For Indonesia, a country with more than 200 million Muslims, Ramadan is a very special month. The month that only comes once a year is often celebrated in many different ways in various places in Indonesia. This time, let’s take a short journey and see the many Ramadan traditions in Indonesia!
Before we get into any specific place, it might be a good idea to see the most common Ramadan tradition: Nyekar. Nyekar literally means giving out flowers, and it is a custom in which people would pay respect to their family members that had already departed by spreading petals of flowers on their gravebed. Usually, this custom will be done right before the month of Ramadan comes.
Dugderan is a Ramadan tradition that originates from Semarang around 1882. The name itself is a combination of onomatopoeias: “Dug” comes from the sound of bedug and “deran” is the sound of firecrackers accompanying this event. Nowadays, this custom has turned into a festival with carnival, dances, and sometimes even the support of big companies. During this custom, there will be a few people carrying Warak Ngendok, a mythical creature that resembles a rhinoceros carrying eggs on its back.
For our next Ramadan tradition, we are going to fly to Minangkabau. Before Ramadan comes, the people in Minangkabau have a custom called balimau, which literally translates to “doing lime”. Just as its name suggests, this tradition has something to do with lime—in fact, this tradition will have everyone take a bath with limes near a river. Balimau is done to clean oneself from the inside and out, making them as clean as a baby to welcome the holy month of Ramadan.

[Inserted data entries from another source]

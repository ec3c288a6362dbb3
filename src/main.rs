//! Process entry point (§6.5): parse the CLI, resolve the project, and wire
//! the watcher/server/eviction-ticker threads into the supervisor's single
//! channel. Grounded on the teacher's own `docs/src/main.rs` shape (parse
//! args, init logging, delegate to the library), generalized from a one-shot
//! `Site::build`/`Site::watch` call into the supervisor's restart loop.

use std::sync::mpsc;
use std::time::Duration;

use clap::Parser;

use hotelm::cli::Cli;
use hotelm::config::{resolve_port, worker_idle_timeout_from_env, Preferences, WatchConfig};
use hotelm::path_model::AbsolutePath;
use hotelm::postprocess::PostprocessPool;
use hotelm::project::ProjectResolver;
use hotelm::server;
use hotelm::supervisor::{Supervisor, SupervisorExit, SupervisorMessage};
use hotelm::watcher;
use hotelm::{config, logging};

const SERVER_VERSION: &str = env!("CARGO_PKG_VERSION");
const EVICT_TICK_INTERVAL: Duration = Duration::from_secs(30);

fn main() -> anyhow::Result<()> {
    let cli = Cli::parse();
    logging::init(cli.verbose);

    loop {
        match run_once(&cli) {
            Ok(SupervisorExit::Restart) => {
                tracing::info!("watch configuration changed, re-resolving project");
                continue;
            }
            Ok(SupervisorExit::Shutdown) => return Ok(()),
            Err(err) => return Err(err),
        }
    }
}

/// Resolves the project, spawns the watcher/server/eviction threads, and
/// runs the supervisor loop to completion (either a config-change restart or
/// a process shutdown).
fn run_once(cli: &Cli) -> anyhow::Result<SupervisorExit> {
    let cwd = camino::Utf8PathBuf::from_path_buf(std::env::current_dir()?)
        .unwrap_or_else(|_| camino::Utf8PathBuf::from("."));
    let config_path = AbsolutePath::resolve(&cwd, cli.config.as_str()).into_path_buf();
    let config_dir = config_path
        .parent()
        .map(|p| p.to_path_buf())
        .unwrap_or_else(|| camino::Utf8PathBuf::from("."));

    let watch_config = WatchConfig::load(&config_path)?;
    let mut project = ProjectResolver::new(&watch_config, &config_dir, &cli.filter).resolve()?;

    for err in &project.resolution_errors {
        tracing::warn!(output = %err.output_path, error = %err.error, "target disabled");
    }

    // §6.2: persisted per-target compilation mode survives across restarts.
    // The port preference also lives here, read from the project root's
    // preferences file (the common case of one manifest co-located with the
    // watch config); `PORT` still wins over whatever was persisted.
    let preferences = Preferences::load(&config_dir);
    for (name, target_preferences) in &preferences.targets {
        if let Some(mode) = target_preferences.compilation_mode {
            if let Some(state) = project.find_output_mut(name) {
                state.compilation_mode = mode;
            }
        }
    }

    let postprocess = PostprocessPool::new(
        config::max_parallel_from_env(),
        worker_idle_timeout_from_env(),
    );

    let (sender, receiver) = mpsc::channel::<SupervisorMessage>();

    let _debouncer = {
        let (watch_tx, watch_rx) = mpsc::channel::<Vec<camino::Utf8PathBuf>>();
        let debouncer = watcher::start_watching(&project.watch_root, watch_tx)?;
        let forward = sender.clone();
        std::thread::spawn(move || {
            for paths in watch_rx.iter() {
                if forward.send(SupervisorMessage::Dirty(paths)).is_err() {
                    break;
                }
            }
        });
        debouncer
    };

    let artifact_snapshot = {
        let forward = sender.clone();
        let (server_tx, server_rx) = mpsc::channel::<server::ServerEvent>();
        let (_handle, artifact_snapshot) = server::start(resolve_port(&preferences), server_tx);
        std::thread::spawn(move || {
            for event in server_rx.iter() {
                if forward.send(SupervisorMessage::Server(event)).is_err() {
                    break;
                }
            }
        });
        artifact_snapshot
    };

    {
        let forward = sender.clone();
        std::thread::spawn(move || loop {
            std::thread::sleep(EVICT_TICK_INTERVAL);
            if forward.send(SupervisorMessage::EvictTick).is_err() {
                break;
            }
        });
    }

    let supervisor = Supervisor::new(
        project,
        config_path,
        SERVER_VERSION.to_string(),
        sender,
        postprocess,
        artifact_snapshot,
    );

    Ok(supervisor.run(receiver))
}
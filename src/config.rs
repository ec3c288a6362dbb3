//! Watch configuration (§6.1) and persisted preferences (§6.2).
//!
//! Grounded on the teacher's serde/serde_json usage throughout (frontmatter
//! and cache (de)serialization) — plain `#[derive(Deserialize)]` structs with
//! `#[serde(default)]` for optional fields, no custom `Deserialize` impls.

use std::collections::BTreeMap;

use camino::{Utf8Path, Utf8PathBuf};
use serde::{Deserialize, Serialize};

use crate::error::HotError;

/// `{targets: {name: {inputs: [...], output: ...}}, postprocess?: [...]}`
/// (§6.1). Paths are relative to the file's directory; resolved against it
/// downstream in [`crate::project::ProjectResolver`].
#[derive(Debug, Clone, Deserialize)]
pub struct WatchConfig {
    pub targets: BTreeMap<String, TargetConfig>,
    #[serde(default)]
    pub postprocess: Option<Vec<String>>,
}

#[derive(Debug, Clone, Deserialize)]
pub struct TargetConfig {
    pub inputs: Vec<String>,
    pub output: String,
}

impl WatchConfig {
    /// Reads and parses the watch configuration file. I/O and parse
    /// failures are Fatal (§7) — there is no target to attribute them to.
    pub fn load(path: &Utf8Path) -> Result<Self, HotError> {
        if !path.is_file() {
            return Err(HotError::ConfigNotFound(path.to_path_buf()));
        }

        let text = std::fs::read_to_string(path).map_err(|source| HotError::ConfigRead {
            path: path.to_path_buf(),
            source,
        })?;

        serde_json::from_str(&text).map_err(|source| HotError::ConfigParse {
            path: path.to_path_buf(),
            source,
        })
    }
}

/// `{port, targets: {name: {compilationMode}}}` (§6.2), persisted at a
/// well-known path under the manifest tree. On corruption, callers should
/// ignore the error and start fresh — this type does not retry internally.
#[derive(Debug, Clone, Default, Serialize, Deserialize)]
pub struct Preferences {
    #[serde(default)]
    pub port: Option<u16>,
    #[serde(default)]
    pub targets: BTreeMap<String, TargetPreferences>,
}

#[derive(Debug, Clone, Copy, Default, Serialize, Deserialize)]
pub struct TargetPreferences {
    pub compilation_mode: Option<CompilationMode>,
}

/// One of `{debug, standard, optimize}` (§3).
#[derive(Debug, Clone, Copy, PartialEq, Eq, Serialize, Deserialize)]
#[serde(rename_all = "lowercase")]
pub enum CompilationMode {
    Debug,
    Standard,
    Optimize,
}

impl Default for CompilationMode {
    fn default() -> Self {
        CompilationMode::Standard
    }
}

pub const PREFERENCES_FILE_NAME: &str = ".hot-preferences.json";

impl Preferences {
    /// Loads preferences from `manifest_dir/.hot-preferences.json`. Any
    /// failure (missing file, unreadable, malformed JSON) is treated as "no
    /// preferences yet" per §6.2.
    pub fn load(manifest_dir: &Utf8Path) -> Self {
        let path = manifest_dir.join(PREFERENCES_FILE_NAME);
        std::fs::read_to_string(&path)
            .ok()
            .and_then(|text| serde_json::from_str(&text).ok())
            .unwrap_or_default()
    }

    pub fn save(&self, manifest_dir: &Utf8Path) -> std::io::Result<()> {
        let path = manifest_dir.join(PREFERENCES_FILE_NAME);
        let text = serde_json::to_string_pretty(self).unwrap_or_default();
        std::fs::write(path, text)
    }
}

/// Reads `MAX_PARALLEL` (positive integer, §4.1 step 8 / §6.5), defaulting
/// to the number of available CPUs, clamped to at least 1.
pub fn max_parallel_from_env() -> usize {
    std::env::var("MAX_PARALLEL")
        .ok()
        .and_then(|v| v.parse::<usize>().ok())
        .filter(|&v| v > 0)
        .unwrap_or_else(|| std::thread::available_parallelism().map(|n| n.get()).unwrap_or(1))
        .max(1)
}

/// Reads `WORKER_LIMIT_TIMEOUT_MS` (non-negative integer, §4.5 / §5),
/// defaulting to 10 seconds.
pub fn worker_idle_timeout_from_env() -> std::time::Duration {
    let ms = std::env::var("WORKER_LIMIT_TIMEOUT_MS")
        .ok()
        .and_then(|v| v.parse::<u64>().ok())
        .unwrap_or(10_000);
    std::time::Duration::from_millis(ms)
}

/// The compiler binary the driver shells out to (§1 Non-goals: "the
/// compiler invocation itself" is an external collaborator; only its name
/// is ours to configure). Overridable via `COMPILER_BIN` for testing
/// against a stand-in executable.
pub fn compiler_binary_from_env() -> String {
    std::env::var("COMPILER_BIN").unwrap_or_else(|_| "elm".to_string())
}

/// The runtime used to load and invoke a post-process script's default
/// export (§4.5). Overridable via `POSTPROCESS_RUNTIME`.
pub fn postprocess_runtime_from_env() -> String {
    std::env::var("POSTPROCESS_RUNTIME").unwrap_or_else(|_| "node".to_string())
}

/// Port the websocket/http server binds (§6.3). Overridable via `PORT`.
pub fn server_port_from_env() -> u16 {
    std::env::var("PORT")
        .ok()
        .and_then(|v| v.parse::<u16>().ok())
        .unwrap_or(8000)
}

/// Resolves the port to bind at startup (§6.2, §6.5): `PORT` wins if set,
/// otherwise the persisted preference, otherwise the default.
pub fn resolve_port(preferences: &Preferences) -> u16 {
    match std::env::var("PORT") {
        Ok(_) => server_port_from_env(),
        Err(_) => preferences.port.unwrap_or(8000),
    }
}

#[derive(Debug)]
pub struct WatchConfigPath {
    pub path: Utf8PathBuf,
    pub dir: Utf8PathBuf,
}

impl WatchConfigPath {
    pub fn new(path: Utf8PathBuf) -> Self {
        let dir = path
            .parent()
            .map(|p| p.to_path_buf())
            .unwrap_or_else(|| Utf8PathBuf::from("."));
        Self { path, dir }
    }
}
/// Module-import graph walk (§4.2's `SourceWalk` span). Starting from a
/// target's entry points, follows each file's `import Foo.Bar` lines to the
/// files they resolve to under the manifest's `source-directories`, and
/// returns the full transitive set. The real compiler's own dependency graph
/// is an external contract (§1 Non-goals); this is a best-effort stand-in,
/// in the same spirit as `injector.rs`'s illustrative splice patterns and
/// `session::derive_signature`'s landmark scan — good enough to re-dirty a
/// target when one of its own modules changes, without reimplementing the
/// compiler's module resolution.
pub fn walk_sources(
    manifest: &Utf8Path,
    entry_points: &[Utf8PathBuf],
) -> Result<HashSet<Utf8PathBuf>, String> {
    let manifest_dir = manifest
        .parent()
        .map(|p| p.to_path_buf())
        .unwrap_or_else(|| manifest.to_path_buf());
    let source_dirs = source_directories(manifest, &manifest_dir);

    let mut seen: HashSet<Utf8PathBuf> = HashSet::new();
    let mut worklist: Vec<Utf8PathBuf> = entry_points.to_vec();

    while let Some(path) = worklist.pop() {
        if !seen.insert(path.clone()) {
            continue;
        }
        let text = std::fs::read_to_string(&path)
            .map_err(|err| format!("failed to read {path} while walking imports: {err}"))?;
        for module in imported_modules(&text) {
            if let Some(resolved) = resolve_module(&source_dirs, &module) {
                if !seen.contains(&resolved) {
                    worklist.push(resolved);
                }
            }
        }
    }

    Ok(seen)
}

/// Reads `elm.json`'s `source-directories` field, falling back to `["src"]`
/// (the compiler's own default) if the manifest is unreadable, malformed, or
/// silent on the field.
fn source_directories(manifest: &Utf8Path, manifest_dir: &Utf8Path) -> Vec<Utf8PathBuf> {
    let default = vec![manifest_dir.join("src")];

    let Ok(text) = std::fs::read_to_string(manifest) else {
        return default;
    };
    let Ok(value) = serde_json::from_str::<serde_json::Value>(&text) else {
        return default;
    };
    let Some(entries) = value.get("source-directories").and_then(|v| v.as_array()) else {
        return default;
    };

    let dirs: Vec<Utf8PathBuf> = entries
        .iter()
        .filter_map(|entry| entry.as_str())
        .map(|dir| manifest_dir.join(dir))
        .collect();

    if dirs.is_empty() {
        default
    } else {
        dirs
    }
}

fn imported_modules(text: &str) -> Vec<String> {
    import_re()
        .captures_iter(text)
        .map(|c| c[1].to_string())
        .collect()
}

fn import_re() -> &'static regex::Regex {
    static RE: std::sync::OnceLock<regex::Regex> = std::sync::OnceLock::new();
    RE.get_or_init(|| regex::Regex::new(r"(?m)^import\s+([A-Z][A-Za-z0-9_.]*)").unwrap())
}

/// Maps a dotted module name (`Foo.Bar`) to the first `source-directories`
/// entry containing a matching file, skipping unresolvable imports (external
/// packages) silently — the same "skip what we can't resolve" posture as
/// `ResolutionError`'s per-target (not whole-project) failure handling.
fn resolve_module(source_dirs: &[Utf8PathBuf], module: &str) -> Option<Utf8PathBuf> {
    let relative = format!("{}{SOURCE_SUFFIX}", module.replace('.', "/"));
    source_dirs
        .iter()
        .map(|dir| dir.join(&relative))
        .find(|candidate| candidate.is_file())
}
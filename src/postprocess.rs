//! Isolated post-process worker pool (§4.5).
//!
//! Grounded on the teacher's thread/channel idioms in
//! `engine/runner/watch.rs` (`new_thread_ws_reload`: a long-lived OS thread
//! draining an `mpsc::Receiver` in a loop) and on `plugin/svelte.rs`'s
//! subprocess-as-worker shape (`Stdio::piped()` both ways, write the payload
//! to stdin, read the result from stdout). Per §9's design note, a worker is
//! modeled as a black-box message endpoint so the core stays testable with a
//! synthetic runtime command.

use std::io::Write;
use std::process::{Command, Stdio};
use std::sync::atomic::{AtomicBool, Ordering};
use std::sync::mpsc::{self, Receiver, Sender};
use std::sync::{Arc, Mutex};
use std::time::{Duration, Instant};

use camino::Utf8PathBuf;

use crate::error::PostprocessError;
use crate::output_state::CancelToken;

/// `{scriptPath, argv, payloadBytes}` from §4.5. `runtime` is the ambient
/// command used to load and invoke `script_path`'s default export (e.g. a
/// JS runtime); the script itself is the external, user-supplied
/// collaborator described in §4.5's contract.
pub struct PostprocessRequest {
    pub runtime: String,
    pub script_path: Utf8PathBuf,
    pub argv: Vec<String>,
    pub payload: Vec<u8>,
}

pub type PostprocessOutcome = Result<Vec<u8>, PostprocessError>;

struct Job {
    request: PostprocessRequest,
    cancel: CancelToken,
    reply: Sender<PostprocessOutcome>,
}

/// A long-lived worker thread. Starts on first demand ([`PostprocessPool::submit`])
/// and is torn down either by [`PostprocessPool::evict_idle`] or on pool drop.
struct Worker {
    sender: Sender<Job>,
    busy: Arc<AtomicBool>,
    last_used: Arc<Mutex<Instant>>,
    running_child: Arc<Mutex<Option<std::process::Child>>>,
}

impl Worker {
    fn spawn() -> Self {
        let (sender, receiver): (Sender<Job>, Receiver<Job>) = mpsc::channel();
        let busy = Arc::new(AtomicBool::new(false));
        let last_used = Arc::new(Mutex::new(Instant::now()));
        let running_child = Arc::new(Mutex::new(None));

        let busy_thread = busy.clone();
        let last_used_thread = last_used.clone();
        let running_child_thread = running_child.clone();

        std::thread::spawn(move || {
            while let Ok(job) = receiver.recv() {
                busy_thread.store(true, Ordering::SeqCst);
                let outcome = run_one(&job, &running_child_thread);
                *last_used_thread.lock().unwrap() = Instant::now();
                busy_thread.store(false, Ordering::SeqCst);
                let _ = job.reply.send(outcome);
            }
        });

        Self {
            sender,
            busy,
            last_used,
            running_child,
        }
    }

    fn is_idle(&self) -> bool {
        !self.busy.load(Ordering::SeqCst)
    }

    fn idle_for(&self) -> Duration {
        self.last_used.lock().unwrap().elapsed()
    }

    /// §5 Postprocess cancellation: terminate the running child; the pool
    /// keeps the worker thread alive and ready for its next job regardless
    /// of whether the kill was clean.
    fn kill_current(&self) {
        if let Ok(mut child) = self.running_child.lock() {
            if let Some(child) = child.as_mut() {
                let _ = child.kill();
            }
        }
    }
}

fn run_one(
    job: &Job,
    running_child: &Arc<Mutex<Option<std::process::Child>>>,
) -> PostprocessOutcome {
    let request = &job.request;

    if !request.script_path.is_file() {
        return Err(PostprocessError::MissingScript(request.script_path.clone()));
    }

    let mut child = Command::new(&request.runtime)
        .arg(request.script_path.as_str())
        .args(&request.argv)
        .stdin(Stdio::piped())
        .stdout(Stdio::piped())
        .stderr(Stdio::piped())
        .spawn()
        .map_err(|_| PostprocessError::ImportError(request.script_path.clone()))?;

    if let Some(stdin) = child.stdin.as_mut() {
        if stdin.write_all(&request.payload).is_err() {
            // A write failure usually means the child already exited (it
            // never imported the script); surface it as ImportError rather
            // than masking it as a run error.
            return Err(PostprocessError::ImportError(request.script_path.clone()));
        }
    }

    *running_child.lock().unwrap() = Some(child);

    let output = {
        let mut guard = running_child.lock().unwrap();
        let child = guard.as_mut().expect("child was just stored above");
        child.wait_with_stdout_and_stderr()
    };
    *running_child.lock().unwrap() = None;

    if job.cancel.is_cancelled() {
        return Err(PostprocessError::Interrupted);
    }

    let (status, stdout, stderr) = output.map_err(|_| PostprocessError::Interrupted)?;

    if !status.success() {
        return Err(PostprocessError::RunError(
            String::from_utf8_lossy(&stderr).into_owned(),
        ));
    }

    if std::str::from_utf8(&stdout).is_err() {
        return Err(PostprocessError::BadReturnValue);
    }

    Ok(stdout)
}

/// `Child::wait_with_output` consumes `self`; we need to keep the `Child` in
/// place (behind the shared mutex) so `kill_current` can reach it while the
/// wait is in progress, so this reimplements the read-both-streams-then-wait
/// sequence by hand on a `&mut Child`.
trait WaitKeepingHandle {
    fn wait_with_stdout_and_stderr(
        &mut self,
    ) -> std::io::Result<(std::process::ExitStatus, Vec<u8>, Vec<u8>)>;
}

impl WaitKeepingHandle for std::process::Child {
    fn wait_with_stdout_and_stderr(
        &mut self,
    ) -> std::io::Result<(std::process::ExitStatus, Vec<u8>, Vec<u8>)> {
        use std::io::Read;

        let mut stdout = Vec::new();
        if let Some(out) = self.stdout.as_mut() {
            out.read_to_end(&mut stdout)?;
        }
        let mut stderr = Vec::new();
        if let Some(err) = self.stderr.as_mut() {
            err.read_to_end(&mut stderr)?;
        }
        let status = self.wait()?;
        Ok((status, stdout, stderr))
    }
}

/// A submitted job's receive side plus its cancel token, so a caller can
/// kill the job it just submitted without the pool exposing worker
/// internals.
pub struct SubmittedJob {
    pub receiver: Receiver<PostprocessOutcome>,
    pub cancel: CancelToken,
    pub worker_index: usize,
}

/// §4.5: up to `max_workers` isolated execution workers, started lazily and
/// evicted after `idle_timeout`.
pub struct PostprocessPool {
    max_workers: usize,
    idle_timeout: Duration,
    workers: Vec<Worker>,
}

impl PostprocessPool {
    pub fn new(max_workers: usize, idle_timeout: Duration) -> Self {
        Self {
            max_workers: max_workers.max(1),
            idle_timeout,
            workers: Vec::new(),
        }
    }

    /// Routes `request` to an idle worker, spawning a new one if under
    /// capacity. If every worker is busy and capacity is exhausted, the job
    /// is queued to the least-recently-used worker's channel (workers
    /// process their channel in FIFO order, so this still completes, just
    /// without the "fresh worker" latency win).
    pub fn submit(&mut self, request: PostprocessRequest) -> SubmittedJob {
        let worker_index = self
            .workers
            .iter()
            .position(Worker::is_idle)
            .or_else(|| {
                if self.workers.len() < self.max_workers {
                    self.workers.push(Worker::spawn());
                    Some(self.workers.len() - 1)
                } else {
                    None
                }
            })
            .unwrap_or(0);

        let (reply_tx, reply_rx) = mpsc::channel();
        let cancel = CancelToken::new();
        let job = Job {
            request,
            cancel: cancel.clone(),
            reply: reply_tx,
        };
        let _ = self.workers[worker_index].sender.send(job);

        SubmittedJob {
            receiver: reply_rx,
            cancel,
            worker_index,
        }
    }

    /// Kills whatever the given worker index is currently running. Callers
    /// locate the worker index from the job they submitted (the supervisor
    /// tracks target -> worker index for in-flight postprocess jobs).
    pub fn kill_worker(&self, worker_index: usize) {
        if let Some(worker) = self.workers.get(worker_index) {
            worker.kill_current();
        }
    }

    /// Evicts idle workers beyond the idle timeout. Returns the count
    /// terminated, for the "Terminated N superfluous worker(s)" advisory
    /// (§8 scenario 7).
    pub fn evict_idle(&mut self) -> usize {
        let before = self.workers.len();
        self.workers
            .retain(|w| !(w.is_idle() && w.idle_for() >= self.idle_timeout));
        before - self.workers.len()
    }

    pub fn worker_count(&self) -> usize {
        self.workers.len()
    }
}
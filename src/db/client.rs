// SPDX-License-Identifier: AGPL-3.0-or-later
//
// Copyright (C) 2026 Relational Network

//! The two database client types.
//!
//! | Type | Key | Bearer | Row level security |
//! |------|-----|--------|--------------------|
//! | [`ScopedClient`] | publishable key | caller's session token | enforced |
//! | [`PrivilegedClient`] | service credential | service credential | bypassed |
//!
//! They are deliberately unrelated types: nothing converts one into the
//! other, and code that needs superuser access has to ask for a
//! `PrivilegedClient` by name.

use std::fmt;

use url::Url;

use super::rest::{rest_endpoint, Query, RestClient};
use super::ServiceCredential;
use crate::auth::SessionIdentity;
use crate::config::{ConfigError, SupabaseSettings};

/// Session handling options of a client.
///
/// Server-side clients never refresh tokens and never persist sessions: the
/// privileged client has no user session to refresh, and a scoped client
/// lives for a single request.
#[derive(Debug, Clone, Copy, PartialEq, Eq)]
pub struct ClientOptions {
    pub auto_refresh_token: bool,
    pub persist_session: bool,
}

impl ClientOptions {
    pub const SERVER: ClientOptions = ClientOptions {
        auto_refresh_token: false,
        persist_session: false,
    };
}

/// Policy-enforced client acting as the signed-in caller.
pub struct ScopedClient {
    rest: RestClient,
    user_id: String,
    options: ClientOptions,
}

impl ScopedClient {
    /// Build a client that acts as `identity`.
    pub fn for_identity(
        settings: &SupabaseSettings,
        identity: &SessionIdentity,
        http: reqwest::Client,
    ) -> Result<Self, ConfigError> {
        let url = settings.url.as_deref().filter(|u| !u.trim().is_empty());
        let key = settings.anon_key.as_ref().filter(|k| !k.is_blank());

        let (Some(url), Some(key)) = (url, key) else {
            let has_url = url.is_some();
            let has_anon_key = key.is_some();
            tracing::error!(
                has_url,
                has_anon_key,
                "Supabase scoped client configuration missing"
            );
            return Err(ConfigError::MissingScopedConfig {
                has_url,
                has_anon_key,
            });
        };

        Ok(Self {
            rest: RestClient::new(rest_endpoint(url)?, key.expose(), identity.token(), http),
            user_id: identity.user_id().to_string(),
            options: ClientOptions::SERVER,
        })
    }

    /// The caller this client acts as.
    pub fn user_id(&self) -> &str {
        &self.user_id
    }

    pub fn options(&self) -> ClientOptions {
        self.options
    }

    pub fn endpoint(&self) -> &Url {
        self.rest.base()
    }

    pub fn from(&self, table: &str) -> Query<'_> {
        self.rest.from(table)
    }
}

impl fmt::Debug for ScopedClient {
    fn fmt(&self, f: &mut fmt::Formatter<'_>) -> fmt::Result {
        f.debug_struct("ScopedClient")
            .field("endpoint", &self.rest.base().as_str())
            .field("user_id", &self.user_id)
            .field("options", &self.options)
            .finish()
    }
}

/// Client holding the service credential.
///
/// Every query bypasses row level security. The client is not tied to any
/// caller, so the action using it must scope each query itself.
///
/// Only [`PrivilegedClientFactory`](super::PrivilegedClientFactory) creates
/// these. The type is neither `Clone` nor `Serialize`.
pub struct PrivilegedClient {
    rest: RestClient,
    options: ClientOptions,
}

impl PrivilegedClient {
    pub(super) fn new(base: Url, credential: &ServiceCredential, http: reqwest::Client) -> Self {
        Self {
            rest: RestClient::new(base, credential.expose(), credential.expose(), http),
            options: ClientOptions::SERVER,
        }
    }

    pub fn options(&self) -> ClientOptions {
        self.options
    }

    pub fn endpoint(&self) -> &Url {
        self.rest.base()
    }

    pub fn from(&self, table: &str) -> Query<'_> {
        self.rest.from(table)
    }
}

impl fmt::Debug for PrivilegedClient {
    fn fmt(&self, f: &mut fmt::Formatter<'_>) -> fmt::Result {
        f.debug_struct("PrivilegedClient")
            .field("endpoint", &self.rest.base().as_str())
            .field("options", &self.options)
            .finish_non_exhaustive()
    }
}
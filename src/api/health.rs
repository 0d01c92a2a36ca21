// SPDX-License-Identifier: AGPL-3.0-or-later
//
// Copyright (C) 2026 Relational Network

use axum::{extract::State, http::StatusCode, Json};
use serde::Serialize;
use utoipa::ToSchema;

use crate::state::AppState;

/// Health check response with individual component status.
#[derive(Debug, Serialize, ToSchema)]
pub struct ReadyResponse {
    /// Overall health status ("ok" or "degraded").
    pub status: String,
    /// Individual health checks and their results.
    pub checks: HealthChecks,
}

/// Individual health check results.
#[derive(Debug, Serialize, ToSchema)]
pub struct HealthChecks {
    /// Whether the service process is running.
    pub service: String,
    /// Privileged database access ("ok" or "unconfigured").
    pub privileged_client: String,
    /// JWKS (authentication keys) status.
    /// Only present when a key set is configured.
    #[serde(skip_serializing_if = "Option::is_none")]
    pub jwks: Option<String>,
}

/// Simple health check response for liveness probes.
#[derive(Debug, Serialize, ToSchema)]
pub struct HealthResponse {
    pub status: String,
}

/// Presence check only; never builds a client or logs.
fn check_privileged_client(state: &AppState) -> String {
    if state.privileged.is_configured() {
        "ok".to_string()
    } else {
        "unconfigured".to_string()
    }
}

/// Check if JWKS is available.
async fn check_jwks(state: &AppState) -> Option<String> {
    let jwks_manager = state.authenticator.jwks()?;
    if jwks_manager.is_cached().await {
        return Some("ok".to_string());
    }
    match jwks_manager.refresh().await {
        Ok(_) => Some("ok".to_string()),
        Err(_) => Some("unavailable".to_string()),
    }
}

/// Health check endpoint handler.
///
/// Returns 200 if all checks pass, 503 if any check fails.
#[utoipa::path(
    get,
    path = "/health",
    tag = "Health",
    responses(
        (status = 200, description = "Service is healthy", body = ReadyResponse),
        (status = 503, description = "Service is unhealthy", body = ReadyResponse)
    )
)]
pub async fn health(State(state): State<AppState>) -> (StatusCode, Json<ReadyResponse>) {
    let privileged_client = check_privileged_client(&state);
    let jwks = check_jwks(&state).await;

    let all_ok = privileged_client == "ok" && jwks.as_deref().is_none_or(|s| s == "ok");

    let response = ReadyResponse {
        status: if all_ok { "ok" } else { "degraded" }.to_string(),
        checks: HealthChecks {
            service: "ok".to_string(),
            privileged_client,
            jwks,
        },
    };

    let status = if all_ok {
        StatusCode::OK
    } else {
        StatusCode::SERVICE_UNAVAILABLE
    };

    (status, Json(response))
}

/// Liveness probe handler.
///
/// Always returns 200 if the process is running.
#[utoipa::path(
    get,
    path = "/health/live",
    tag = "Health",
    responses(
        (status = 200, description = "Service is alive", body = HealthResponse)
    )
)]
pub async fn liveness() -> Json<HealthResponse> {
    Json(HealthResponse {
        status: "ok".to_string(),
    })
}

/// Readiness probe handler.
#[utoipa::path(
    get,
    path = "/health/ready",
    tag = "Health",
    responses(
        (status = 200, description = "Service is ready", body = ReadyResponse),
        (status = 503, description = "Service is not ready", body = ReadyResponse)
    )
)]
pub async fn readiness(state: State<AppState>) -> (StatusCode, Json<ReadyResponse>) {
    health(state).await
}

However, Minangkabau is not the only place where people take a bath as a Ramadan tradition. In Central Java and Yogyakarta, there is a custom called padusan that comes from the word “adus” or bathing in Javanese. During this custom, people would take a bath in wells or rivers, and the goal is the same with balimau, to cleanse your body and spirit before you welcome Ramadan. However, many people think that there is also another meaning to padusan, in which it could also be used as a moment for introspection.
Munggahan is a unique Ramadan tradition from Sunda, West Java. Munggahan itself comes from the word unggah, which means ascend; that means munggahan means ascending to the holy month. There is no fixed activity to do during munggahan, but usually the big family would gather, eat together, apologizing, and praying together. Some people also use the opportunity to visit their deceased families’ graves, just like nyekar.
Those are five among so many unique, colorful, and different Ramadan traditions from Indonesia. What about you? Does your family have their own tradition? Come share those traditions with us on Instagram!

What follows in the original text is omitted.